Here is where the case gets weird.  The Ninth Circuit notes that they use a two-part test to determine whether an offense is categorically a crime of violence under the residual clause in § 4B1.2(a)(2).  (Remember, the Supreme Court has twice declared that the residual clause is unconstitutionally vague:  first in Johnson v. United States, 135 S. Ct. 2551 (2015); and then in Sessions v. Dimaya, 138 S. Ct. 1204 (2018).  In 2016, the Sentencing Guidelines eliminated the residual clause.)  Using this two-part test, the Ninth Circuit first determined whether “the ‘conduct encompassed by the elements of the offense, in the ordinary case, must present a serious potential risk of physical injury to another.’”  Door, slip op. at *9. 

I just want to stop here, and say what?  The Supreme Court in Johnson v. United States held that the residual clause, and more specifically, the ordinary case analysis was unconstitutionally vague under the ACCA.  The Court then expanded this analysis to include a crime of violence as defined under 18 U.S.C. § 16 in Dimaya.  The Supreme Court held that layering the potential risk of injury to an ordinary case analysis made the statute unconstitutionally vague. 

“[W]e do not doubt the constitutionality of laws that call for the application of a qualitative standard such as ‘substantial risk’ to real-world conduct; the law is full of instances where a man’s fate depends on his estimating rightly … some matter of degree[.] The residual clause, however, requires application of the ‘serious potential risk’ standard to an idealized ordinary case of the crime. Because the elements necessary to determine the imaginary ideal are uncertain [,] this abstract inquiry offers significantly less predictability than one that deals with the actual … facts.” *.*.*.

As the Court again put the point, in the punch line of its decision: “By combining indeterminacy about how to measure the risk posed by a crime with indeterminacy about how much risk it takes for the crime to qualify as a violent felony, the residual clause” violates the guarantee of due process.

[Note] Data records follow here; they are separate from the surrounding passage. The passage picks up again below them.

use std::collections::{BTreeMap, HashSet};

use thiserror::Error;

use super::domain::{Reseller, ResellerId};

/// Error raised when a hierarchy lookup assumed presence.
#[derive(Debug, Clone, PartialEq, Eq, Error)]
pub enum HierarchyError {
    #[error("reseller '{0}' is not part of the hierarchy snapshot")]
    NotFound(ResellerId),
}

/// Immutable view of the reseller forest for the duration of one calculation
/// pass. Mutation between periods happens outside this crate; the engine only
/// ever reads.
#[derive(Debug, Clone, Default)]
pub struct HierarchySnapshot {
    nodes: BTreeMap<ResellerId, Reseller>,
}

impl HierarchySnapshot {
    pub fn from_nodes(nodes: impl IntoIterator<Item = Reseller>) -> Self {
        Self {
            nodes: nodes
                .into_iter()
                .map(|node| (node.id.clone(), node))
                .collect(),
        }
    }

    pub fn len(&self) -> usize {
        self.nodes.len()
    }

    pub fn is_empty(&self) -> bool {
        self.nodes.is_empty()
    }

    /// Lookup for call sites that assume the member exists.
    pub fn get(&self, id: &ResellerId) -> Result<&Reseller, HierarchyError> {
        self.nodes
            .get(id)
            .ok_or_else(|| HierarchyError::NotFound(id.clone()))
    }

    /// Lookup for call sites where a missing member legitimately means
    /// "no result", such as the engine's own precondition check.
    pub fn lookup(&self, id: &ResellerId) -> Option<&Reseller> {
        self.nodes.get(id)
    }

    /// Direct descendants in the node's stored child order. Child ids that do
    /// not resolve are skipped rather than treated as an error; repairing a
    /// broken edge is a data-management concern, not a traversal one.
    pub fn children(&self, id: &ResellerId) -> Vec<&Reseller> {
        self.lookup(id)
            .map(|node| {
                node.child_ids
                    .iter()
                    .filter_map(|child_id| self.lookup(child_id))
                    .collect()
            })
            .unwrap_or_default()
    }

    /// Walks parent links starting at the node's parent. The chain is
    /// expected to be acyclic; the seen-set keeps a corrupted snapshot from
    /// looping instead of terminating at a root.
    pub fn ancestors<'a>(&'a self, id: &ResellerId) -> Ancestors<'a> {
        Ancestors {
            snapshot: self,
            next: self.lookup(id).and_then(|node| node.parent_id.as_ref()),
            seen: HashSet::new(),
        }
    }

    /// First ancestor satisfying the predicate, or `None` once a root is
    /// reached without a match.
    pub fn walk_up<P>(&self, id: &ResellerId, predicate: P) -> Option<&Reseller>
    where
        P: Fn(&Reseller) -> bool,
    {
        self.ancestors(id).find(|node| predicate(node))
    }

    /// Counts members of the subtree below `id` (the node itself excluded)
    /// that satisfy the predicate. The visited set bounds the traversal to
    /// one visit per node, so even a cyclic snapshot yields a finite count.
    pub fn count_downline<P>(&self, id: &ResellerId, predicate: P) -> usize
    where
        P: Fn(&Reseller) -> bool,
    {
        let Some(root) = self.lookup(id) else {
            return 0;
        };

        let mut visited: HashSet<&ResellerId> = HashSet::new();
        visited.insert(&root.id);

        let mut stack: Vec<&ResellerId> = root.child_ids.iter().collect();
        let mut count = 0;

        while let Some(child_id) = stack.pop() {
            if !visited.insert(child_id) {
                continue;
            }
            let Some(child) = self.lookup(child_id) else {
                continue;
            };
            if predicate(child) {
                count += 1;
            }
            stack.extend(child.child_ids.iter());
        }

        count
    }

    pub fn roots(&self) -> impl Iterator<Item = &Reseller> {
        self.nodes.values().filter(|node| node.parent_id.is_none())
    }

    pub fn iter(&self) -> impl Iterator<Item = &Reseller> {
        self.nodes.values()
    }
}

pub struct Ancestors<'a> {
    snapshot: &'a HierarchySnapshot,
    next: Option<&'a ResellerId>,
    seen: HashSet<&'a ResellerId>,
}

impl<'a> Iterator for Ancestors<'a> {
    type Item = &'a Reseller;

    fn next(&mut self) -> Option<Self::Item> {
        let id = self.next.take()?;
        if !self.seen.insert(id) {
            return None;
        }
        let node = self.snapshot.lookup(id)?;
        self.next = node.parent_id.as_ref();
        Some(node)
    }
}

#[cfg(test)]
mod tests {
    use super::*;
    use crate::commission::domain::Rank;
    use chrono::NaiveDate;

    fn member(id: &str, rank: Rank, parent: Option<&str>, children: &[&str]) -> Reseller {
        Reseller {
            id: ResellerId::new(id),
            name: id.to_uppercase(),
            rank,
            parent_id: parent.map(ResellerId::new),
            child_ids: children.iter().copied().map(ResellerId::new).collect(),
            personal_volume: 0,
            group_volume: 0,
            active: true,
            join_date: NaiveDate::from_ymd_opt(2023, 1, 1).expect("valid date"),
            promotion_date: None,
        }
    }

    fn chain() -> HierarchySnapshot {
        HierarchySnapshot::from_nodes([
            member("root", Rank::BusinessDirector, None, &["mid"]),
            member("mid", Rank::IndependentBusinessOwner, Some("root"), &["leaf"]),
            member("leaf", Rank::BusinessPartner, Some("mid"), &[]),
        ])
    }

    #[test]
    fn get_reports_missing_members() {
        let snapshot = chain();
        let missing = ResellerId::new("ghost");
        assert_eq!(
            snapshot.get(&missing),
            Err(HierarchyError::NotFound(missing.clone()))
        );
        assert!(snapshot.lookup(&missing).is_none());
    }

    #[test]
    fn children_preserve_stored_order_and_skip_dangling_ids() {
        let snapshot = HierarchySnapshot::from_nodes([
            member("root", Rank::IndependentBusinessOwner, None, &["b", "ghost", "a"]),
            member("b", Rank::BusinessPartner, Some("root"), &[]),
            member("a", Rank::BusinessPartner, Some("root"), &[]),
        ]);

        let ids: Vec<&str> = snapshot
            .children(&ResellerId::new("root"))
            .iter()
            .map(|child| child.id.as_str())
            .collect();
        assert_eq!(ids, vec!["b", "a"]);
    }

    #[test]
    fn walk_up_finds_nearest_matching_ancestor() {
        let snapshot = chain();
        let found = snapshot
            .walk_up(&ResellerId::new("leaf"), |node| {
                node.rank == Rank::BusinessDirector
            })
            .expect("root matches");
        assert_eq!(found.id.as_str(), "root");
    }

    #[test]
    fn walk_up_returns_none_past_the_root() {
        let snapshot = chain();
        assert!(snapshot
            .walk_up(&ResellerId::new("leaf"), |node| node.group_volume > 0)
            .is_none());
        assert!(snapshot
            .walk_up(&ResellerId::new("root"), |_| true)
            .is_none());
    }

    #[test]
    fn count_downline_excludes_the_node_itself() {
        let snapshot = chain();
        let total = snapshot.count_downline(&ResellerId::new("root"), |_| true);
        assert_eq!(total, 2);
    }

    #[test]
    fn count_downline_terminates_on_cyclic_input() {
        // "a" and "b" list each other as children, violating the forest
        // invariant on purpose.
        let snapshot = HierarchySnapshot::from_nodes([
            member("a", Rank::IndependentBusinessOwner, None, &["b"]),
            member("b", Rank::IndependentBusinessOwner, Some("a"), &["a"]),
        ]);

        let count = snapshot.count_downline(&ResellerId::new("a"), |_| true);
        assert_eq!(count, 1);
    }

    #[test]
    fn ancestors_stop_on_a_parent_cycle() {
        let a = member("a", Rank::BusinessPartner, Some("b"), &[]);
        let b = member("b", Rank::BusinessPartner, Some("a"), &[]);
        let snapshot = HierarchySnapshot::from_nodes([a, b]);

        let walked: Vec<&str> = snapshot
            .ancestors(&ResellerId::new("a"))
            .map(|node| node.id.as_str())
            .collect();
        assert_eq!(walked, vec!["b", "a"]);
    }
}
//! Policy tables for the SUNX compensation plan.
//!
//! All rates are basis points over whole-peso amounts so chained rate
//! applications never accumulate floating-point drift. The configuration is
//! an explicit value passed into every evaluator; alternate tables (what-if
//! analysis, historical rule versions) can coexist in one process.

use std::collections::BTreeMap;

use serde::{Deserialize, Serialize};
use thiserror::Error;

use super::domain::Rank;

/// 10_000 basis points make 100%.
pub const FULL_RATE_BPS: u32 = 10_000;

/// Applies a basis-point rate to a whole-peso amount, flooring the result.
pub fn apply_rate(amount: u64, rate_bps: u32) -> u64 {
    (u128::from(amount) * u128::from(rate_bps) / u128::from(FULL_RATE_BPS)) as u64
}

/// Outright discount rates for one product, per rank.
#[derive(Debug, Clone, Copy, PartialEq, Eq, Serialize, Deserialize)]
pub struct ProductRates {
    pub bp_bps: u32,
    pub ibo_bps: u32,
    pub bd_bps: u32,
}

impl ProductRates {
    pub const fn for_rank(self, rank: Rank) -> u32 {
        match rank {
            Rank::BusinessPartner => self.bp_bps,
            Rank::IndependentBusinessOwner => self.ibo_bps,
            Rank::BusinessDirector => self.bd_bps,
        }
    }
}

#[derive(Debug, Clone, Copy, PartialEq, Eq, Serialize, Deserialize)]
#[serde(rename_all = "snake_case")]
pub enum OverrideTierName {
    Silver,
    Gold,
    Diamond,
}

impl OverrideTierName {
    pub const fn label(self) -> &'static str {
        match self {
            OverrideTierName::Silver => "Silver",
            OverrideTierName::Gold => "Gold",
            OverrideTierName::Diamond => "Diamond",
        }
    }
}

/// One group-override band. A tier only applies when both requirements hold.
#[derive(Debug, Clone, Copy, PartialEq, Eq, Serialize, Deserialize)]
pub struct OverrideTier {
    pub name: OverrideTierName,
    pub min_active_directs: usize,
    pub min_group_volume: u64,
    pub rate_bps: u32,
}

/// Group-override bands for IBOs, listed in descending evaluation order
/// (highest tier first). `validate` enforces the ordering.
#[derive(Debug, Clone, PartialEq, Eq, Serialize, Deserialize)]
pub struct GroupOverridePolicy {
    pub tiers: Vec<OverrideTier>,
}

#[derive(Debug, Clone, Copy, PartialEq, Eq, Serialize, Deserialize)]
#[serde(rename_all = "snake_case")]
pub enum ServiceFeeLevel {
    Tier1,
    Tier2,
    Tier3,
}

impl ServiceFeeLevel {
    pub const fn label(self) -> &'static str {
        match self {
            ServiceFeeLevel::Tier1 => "Tier 1",
            ServiceFeeLevel::Tier2 => "Tier 2",
            ServiceFeeLevel::Tier3 => "Tier 3",
        }
    }
}

#[derive(Debug, Clone, Copy, PartialEq, Eq, Serialize, Deserialize)]
pub struct ServiceFeeTier {
    pub level: ServiceFeeLevel,
    pub min_group_volume: u64,
    pub rate_bps: u32,
}

/// BD group service fee: volume bands in descending evaluation order, gated
/// on the BD's own activity and a recursive active-IBO headcount.
#[derive(Debug, Clone, PartialEq, Eq, Serialize, Deserialize)]
pub struct ServiceFeePolicy {
    pub min_active_ibos: usize,
    pub tiers: Vec<ServiceFeeTier>,
}

/// Lifetime incentive an upline IBO earns on first-level IBO volume.
#[derive(Debug, Clone, Copy, PartialEq, Eq, Serialize, Deserialize)]
pub struct LifetimeIncentivePolicy {
    pub rate_bps: u32,
    pub min_self_volume: u64,
    pub min_downline_volume: u64,
}

/// BD-to-BD override on a first-level BD's group volume.
#[derive(Debug, Clone, Copy, PartialEq, Eq, Serialize, Deserialize)]
pub struct BdOverridePolicy {
    pub rate_bps: u32,
    pub min_group_volume_both: u64,
}

/// Personal-volume floors that gate "active" status per rank.
#[derive(Debug, Clone, Copy, PartialEq, Eq, Serialize, Deserialize)]
pub struct ActivityThresholds {
    /// A BP below this floor does not count toward override tiers.
    pub bp_active_min: u64,
    /// An IBO below this floor does not count toward BD service-fee gates.
    pub ibo_bd_active_min: u64,
    /// A BD below this floor earns no service fee at all.
    pub bd_active_min: u64,
}

/// BP-to-IBO volume pathway parameters.
#[derive(Debug, Clone, Copy, PartialEq, Eq, Serialize, Deserialize)]
pub struct PromotionPolicy {
    pub volume_threshold: u64,
    pub window_months: u32,
    pub bond_amount: u64,
}

/// The full, immutable policy table for one commission run.
#[derive(Debug, Clone, PartialEq, Serialize, Deserialize)]
pub struct RuleConfig {
    pub product_discounts: BTreeMap<String, ProductRates>,
    pub group_override: GroupOverridePolicy,
    pub lifetime_incentive: LifetimeIncentivePolicy,
    pub bd_service_fee: ServiceFeePolicy,
    pub bd_override: BdOverridePolicy,
    pub activity: ActivityThresholds,
    pub promotion: PromotionPolicy,
}

#[derive(Debug, Clone, PartialEq, Eq, Error)]
pub enum RuleConfigError {
    #[error("{context} rate of {rate_bps} bps exceeds 100%")]
    RateOutOfRange {
        context: &'static str,
        rate_bps: u32,
    },
    #[error("group override tiers must be listed in strictly descending requirement order")]
    OverrideTierOrder,
    #[error("service fee tiers must be listed in strictly descending volume order")]
    ServiceFeeTierOrder,
    #[error("promotion window must cover at least one month")]
    EmptyPromotionWindow,
}

impl RuleConfig {
    /// The published SUNX plan.
    pub fn sunx_standard() -> Self {
        let product_discounts = BTreeMap::from([
            (
                "SUNX-PREMIUM".to_string(),
                ProductRates {
                    bp_bps: 2_500,
                    ibo_bps: 4_000,
                    bd_bps: 4_000,
                },
            ),
            (
                "SUNX-STANDARD".to_string(),
                ProductRates {
                    bp_bps: 2_000,
                    ibo_bps: 3_500,
                    bd_bps: 3_500,
                },
            ),
            (
                "SUNX-BASIC".to_string(),
                ProductRates {
                    bp_bps: 1_500,
                    ibo_bps: 2_800,
                    bd_bps: 2_800,
                },
            ),
        ]);

        Self {
            product_discounts,
            group_override: GroupOverridePolicy {
                tiers: vec![
                    OverrideTier {
                        name: OverrideTierName::Diamond,
                        min_active_directs: 8,
                        min_group_volume: 180_000,
                        rate_bps: 800,
                    },
                    OverrideTier {
                        name: OverrideTierName::Gold,
                        min_active_directs: 5,
                        min_group_volume: 100_000,
                        rate_bps: 600,
                    },
                    OverrideTier {
                        name: OverrideTierName::Silver,
                        min_active_directs: 3,
                        min_group_volume: 50_000,
                        rate_bps: 500,
                    },
                ],
            },
            lifetime_incentive: LifetimeIncentivePolicy {
                rate_bps: 200,
                min_self_volume: 10_000,
                min_downline_volume: 10_000,
            },
            bd_service_fee: ServiceFeePolicy {
                min_active_ibos: 15,
                tiers: vec![
                    ServiceFeeTier {
                        level: ServiceFeeLevel::Tier3,
                        min_group_volume: 4_000_000,
                        rate_bps: 700,
                    },
                    ServiceFeeTier {
                        level: ServiceFeeLevel::Tier2,
                        min_group_volume: 2_500_000,
                        rate_bps: 600,
                    },
                    ServiceFeeTier {
                        level: ServiceFeeLevel::Tier1,
                        min_group_volume: 1_000_000,
                        rate_bps: 500,
                    },
                ],
            },
            bd_override: BdOverridePolicy {
                rate_bps: 100,
                min_group_volume_both: 1_000_000,
            },
            activity: ActivityThresholds {
                bp_active_min: 2_000,
                ibo_bd_active_min: 10_000,
                bd_active_min: 10_000,
            },
            promotion: PromotionPolicy {
                volume_threshold: 50_000,
                window_months: 2,
                bond_amount: 25_000,
            },
        }
    }

    /// Discount rate for a product/rank pair. An unknown product is a zero
    /// rate, not an error.
    pub fn discount_rate_bps(&self, product: &str, rank: Rank) -> u32 {
        self.product_discounts
            .get(product)
            .map(|rates| rates.for_rank(rank))
            .unwrap_or(0)
    }

    /// Checks the table once at load time. A malformed table invalidates
    /// every result derived from it, so callers fail fast instead of
    /// validating per calculation.
    pub fn validate(&self) -> Result<(), RuleConfigError> {
        for (context, rate_bps) in self.all_rates() {
            if rate_bps > FULL_RATE_BPS {
                return Err(RuleConfigError::RateOutOfRange { context, rate_bps });
            }
        }

        let descending = self.group_override.tiers.windows(2).all(|pair| {
            pair[0].min_active_directs > pair[1].min_active_directs
                && pair[0].min_group_volume > pair[1].min_group_volume
        });
        if !descending {
            return Err(RuleConfigError::OverrideTierOrder);
        }

        let descending = self
            .bd_service_fee
            .tiers
            .windows(2)
            .all(|pair| pair[0].min_group_volume > pair[1].min_group_volume);
        if !descending {
            return Err(RuleConfigError::ServiceFeeTierOrder);
        }

        if self.promotion.window_months == 0 {
            return Err(RuleConfigError::EmptyPromotionWindow);
        }

        Ok(())
    }

    fn all_rates(&self) -> Vec<(&'static str, u32)> {
        let mut rates = Vec::new();
        for product in self.product_discounts.values() {
            rates.push(("product discount", product.bp_bps));
            rates.push(("product discount", product.ibo_bps));
            rates.push(("product discount", product.bd_bps));
        }
        for tier in &self.group_override.tiers {
            rates.push(("group override", tier.rate_bps));
        }
        for tier in &self.bd_service_fee.tiers {
            rates.push(("service fee", tier.rate_bps));
        }
        rates.push(("lifetime incentive", self.lifetime_incentive.rate_bps));
        rates.push(("bd override", self.bd_override.rate_bps));
        rates
    }
}

#[cfg(test)]
mod tests {
    use super::*;

    #[test]
    fn standard_table_validates() {
        assert_eq!(RuleConfig::sunx_standard().validate(), Ok(()));
    }

    #[test]
    fn apply_rate_floors_exactly() {
        assert_eq!(apply_rate(12_000, 1_500), 1_800);
        assert_eq!(apply_rate(10_000, 200), 200);
        assert_eq!(apply_rate(3, 3_333), 0);
        assert_eq!(apply_rate(u64::MAX, FULL_RATE_BPS), u64::MAX);
    }

    #[test]
    fn unknown_product_or_rank_combination_yields_zero_rate() {
        let config = RuleConfig::sunx_standard();
        assert_eq!(
            config.discount_rate_bps("SUNX-DELUXE", Rank::BusinessPartner),
            0
        );
        assert_eq!(
            config.discount_rate_bps("SUNX-BASIC", Rank::BusinessPartner),
            1_500
        );
    }

    #[test]
    fn misordered_override_tiers_fail_validation() {
        let mut config = RuleConfig::sunx_standard();
        config.group_override.tiers.reverse();
        assert_eq!(config.validate(), Err(RuleConfigError::OverrideTierOrder));
    }

    #[test]
    fn misordered_service_fee_tiers_fail_validation() {
        let mut config = RuleConfig::sunx_standard();
        config.bd_service_fee.tiers.swap(0, 2);
        assert_eq!(config.validate(), Err(RuleConfigError::ServiceFeeTierOrder));
    }

    #[test]
    fn rates_above_one_hundred_percent_fail_validation() {
        let mut config = RuleConfig::sunx_standard();
        config.lifetime_incentive.rate_bps = 10_001;
        assert_eq!(
            config.validate(),
            Err(RuleConfigError::RateOutOfRange {
                context: "lifetime incentive",
                rate_bps: 10_001,
            })
        );
    }

    #[test]
    fn zero_month_promotion_window_fails_validation() {
        let mut config = RuleConfig::sunx_standard();
        config.promotion.window_months = 0;
        assert_eq!(config.validate(), Err(RuleConfigError::EmptyPromotionWindow));
    }
}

Dimaya at 1214 (internal quotations omitted). 

I don’t understand how the residual clause and the ordinary case analysis under the Sentencing Guidelines is not unconstitutionally vague after Johnson and Dimaya.  It’s almost as though the panel ignored that entire line of jurisprudence.  I don’t understand why the Ninth Circuit even considered it.

Holding

But the Ninth Circuit held that Mr. Door’s prior conviction for felony harassment is a crime of violence under the force clause.  A conviction where one of the elements includes a “threat to kill” constitutes a crime of violence under the force clause.  Door, slip op. at *10-11.  Yet the Court then weirdly used the residual clause to hold that second degree assault is not a crime of violence because “the offense, in the ordinary case, does not “present a serious potential risk of physical injury to another.”  Door, slip op. at *15.  The Ninth Circuit remanded the case for sentencing.  I’m scratching my head over this case.

United States v. Door, No. 17-30165 (9th Cir. March 12, 2019).